PROBLEM ->
Lines in the entries below where the word "heimdall" shows up should each be copied.

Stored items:
'''

//! Samsung PIT parser for `heimdall print-pit` output.
//!
//! Output is a sequence of blocks introduced by `--- Entry #N ---`. Each block
//! carries labelled fields; only a handful matter here:
//!
//! ```text
//! --- Entry #3 ---
//! Device Type: 2 (MMC)
//! Partition Block Size/Offset: 8192
//! Partition Block Count: 16384
//! Partition Name: BOOT
//! Flash Filename: boot.img
//! ```
//!
//! Block units are normalized to bytes: 4096-byte blocks on UFS storage,
//! 512-byte sectors otherwise.

use crate::models::PartitionEntry;

use super::parse_number;

/// Literal marker that starts every entry block.
pub const ENTRY_MARKER: &str = "--- Entry #";

const MMC_BLOCK_SIZE: u64 = 512;
const UFS_BLOCK_SIZE: u64 = 4096;

#[derive(Default)]
struct PitBlock {
    name: Option<String>,
    flash_filename: Option<String>,
    block_offset: u64,
    block_count: u64,
    device_type: Option<String>,
    binary_type: Option<String>,
    identifier: Option<String>,
}

impl PitBlock {
    fn into_entry(self) -> Option<PartitionEntry> {
        let name = self.name.filter(|n| !n.is_empty())?;
        let block_size = match self.device_type.as_deref() {
            Some(t) if t.to_uppercase().contains("UFS") => UFS_BLOCK_SIZE,
            _ => MMC_BLOCK_SIZE,
        };

        let mut entry = PartitionEntry::new(
            name,
            self.block_offset.saturating_mul(block_size),
            self.block_count.saturating_mul(block_size),
        );
        if let Some(file) = self.flash_filename.filter(|f| !f.is_empty() && f != "-") {
            entry.vendor_tag.insert("flash_filename", file);
        }
        if let Some(device_type) = self.device_type {
            entry.vendor_tag.insert("device_type", device_type);
        }
        if let Some(binary_type) = self.binary_type {
            entry.vendor_tag.insert("binary_type", binary_type);
        }
        if let Some(identifier) = self.identifier {
            entry.vendor_tag.insert("identifier", identifier);
        }
        Some(entry)
    }
}

/// Leading number of a field value such as `2 (MMC)` or `0x22`.
fn leading_number(value: &str) -> Option<u64> {
    let token = value.split_whitespace().next()?;
    parse_number(token)
}

fn field_value<'a>(line: &'a str, label: &str) -> Option<&'a str> {
    let idx = line.find(label)?;
    Some(line[idx + label.len()..].trim())
}

fn parse_block(block: &str) -> Option<PartitionEntry> {
    let mut pit = PitBlock::default();

    for line in block.lines() {
        let line = line.trim();
        if let Some(v) = field_value(line, "Partition Name:") {
            pit.name = Some(v.to_string());
        } else if let Some(v) = field_value(line, "Flash Filename:") {
            pit.flash_filename = Some(v.to_string());
        } else if let Some(v) = field_value(line, "Block Size/Offset:") {
            pit.block_offset = leading_number(v).unwrap_or(0);
        } else if let Some(v) = field_value(line, "Block Count:") {
            pit.block_count = leading_number(v).unwrap_or(0);
        } else if let Some(v) = field_value(line, "Device Type:") {
            pit.device_type = Some(v.to_string());
        } else if let Some(v) = field_value(line, "Binary Type:") {
            pit.binary_type = Some(v.to_string());
        } else if let Some(v) = field_value(line, "Identifier:") {
            pit.identifier = Some(v.to_string());
        }
    }

    pit.into_entry()
}

/// Parse `heimdall print-pit` output into partition entries.
///
/// Blocks without a partition name are discarded; unknown lines are ignored.
///
/// # Examples
///
/// ```
/// use omniflash::partition::pit::parse;
///
/// let raw = "--- Entry #0 ---\nPartition Block Size/Offset: 34\nPartition Block Count: 8192\nPartition Name: BOTA0\nFlash Filename: -\n";
/// let entries = parse(raw);
/// assert_eq!(entries.len(), 1);
/// assert_eq!(entries[0].name, "BOTA0");
/// assert_eq!(entries[0].size_bytes, 8192 * 512);
/// ```
pub fn parse(raw: &str) -> Vec<PartitionEntry> {
    raw.split(ENTRY_MARKER)
        .skip(1)
        .filter_map(parse_block)
        .collect()
}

'''

OUTPUT BELOW ->
//! Samsung PIT parser for `heimdall print-pit` output.
/// Parse `heimdall print-pit` output into partition entries.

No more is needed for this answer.